**WORK ORDER**: Stopping at the line that holds "use std::time::Instant;", repeat the lines below exactly, starting from the very first and including that final line.

== MATERIAL FOR THE TASK ==

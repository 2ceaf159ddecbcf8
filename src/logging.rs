use rocket::{
    fairing::{Fairing, Info, Kind},
    http::StatusClass,
    request::{FromRequest, Outcome},
    Data, Orbit, Request, Response, Rocket,
};
use std::fmt::{Display, Formatter};
use std::sync::atomic::{AtomicUsize, Ordering};
use std::time::Instant;

/// A unique identifier for a particular request.
#[derive(Debug, Copy, Clone, Eq, PartialEq, Ord, PartialOrd)]
pub struct RequestId(pub usize);

impl Display for RequestId {
    fn fmt(&self, f: &mut Formatter<'_>) -> std::fmt::Result {
        write!(f, "{}", self.0)
    }
}

impl RequestId {
    /// Atomically get the next ID. This wraps around back to zero if you somehow exceed a usize.
    pub fn next() -> RequestId {
        static REQUEST_ID_COUNTER: AtomicUsize = AtomicUsize::new(0);
        RequestId(REQUEST_ID_COUNTER.fetch_add(1, Ordering::Relaxed))
    }
}

/// Allow the ID to be accessed via request guard, so handlers can tag their own log lines.
#[rocket::async_trait]
impl<'r> FromRequest<'r> for &'r RequestId {
    type Error = (); // No errors possible, use the `!` type once stabilised.

    async fn from_request(req: &'r Request<'_>) -> Outcome<Self, Self::Error> {
        Outcome::Success(req.local_cache(RequestId::next))
    }
}

/// When the request arrived.
struct RequestStart(Instant);

impl RequestStart {
    fn now() -> Self {
        Self(Instant::now())
    }
}

/// A rocket fairing that does global logging, e.g. logging every request and response.
#[derive(Debug, Copy, Clone)]
pub struct LoggerFairing;

#[rocket::async_trait]
impl Fairing for LoggerFairing {
    fn info(&self) -> Info {
        Info {
            name: "Logger",
            kind: Kind::Liftoff | Kind::Request | Kind::Response | Kind::Shutdown,
        }
    }

    async fn on_liftoff(&self, rocket: &Rocket<Orbit>) {
        let protocol = if rocket.config().tls_enabled() {
            "https"
        } else {
            "http"
        };
        let ip = &rocket.config().address;
        let port = &rocket.config().port;
        info!("Ballot box listening on {protocol}://{ip}:{port}");
    }

    async fn on_request(&self, req: &mut Request<'_>, _data: &mut Data<'_>) {
        // Start the clock and assign an ID.
        req.local_cache(RequestStart::now);
        let id = req.local_cache(RequestId::next);
        let method = req.method();
        let uri = req.uri();
        info!("->req{id} {method} {uri}");
    }

    async fn on_response<'r>(&self, req: &'r Request<'_>, res: &mut Response<'r>) {
        let id = req.local_cache(RequestId::next);
        let elapsed = req.local_cache(RequestStart::now).0.elapsed().as_millis();
        let code = res.status();
        // Get the matched route.
        let route = match req.route() {
            Some(r) => match r.name {
                Some(ref name) => format!("{name} ({})", r.uri),
                None => r.uri.to_string(),
            },
            None => "UNKNOWN ROUTE".to_string(),
        };
        // Log the outgoing response, louder for failures.
        let log_msg = format!("<-rsp{id} {code} {route} ({elapsed}ms)");
        match code.class() {
            StatusClass::ServerError => error!("{log_msg}"),
            StatusClass::ClientError => warn!("{log_msg}"),
            _ => info!("{log_msg}"),
        }
    }

    async fn on_shutdown(&self, _rocket: &Rocket<Orbit>) {
        warn!("Shutdown requested, stopping gracefully...");
    }
}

===

**ANSWER SPACE**:
repository 2ceaf159ddecbcf8
filename src/logging.rs
use rocket::{
    fairing::{Fairing, Info, Kind},
    http::StatusClass,
    request::{FromRequest, Outcome},
    Data, Orbit, Request, Response, Rocket,
};
use std::fmt::{Display, Formatter};
use std::sync::atomic::{AtomicUsize, Ordering};
use std::time::Instant;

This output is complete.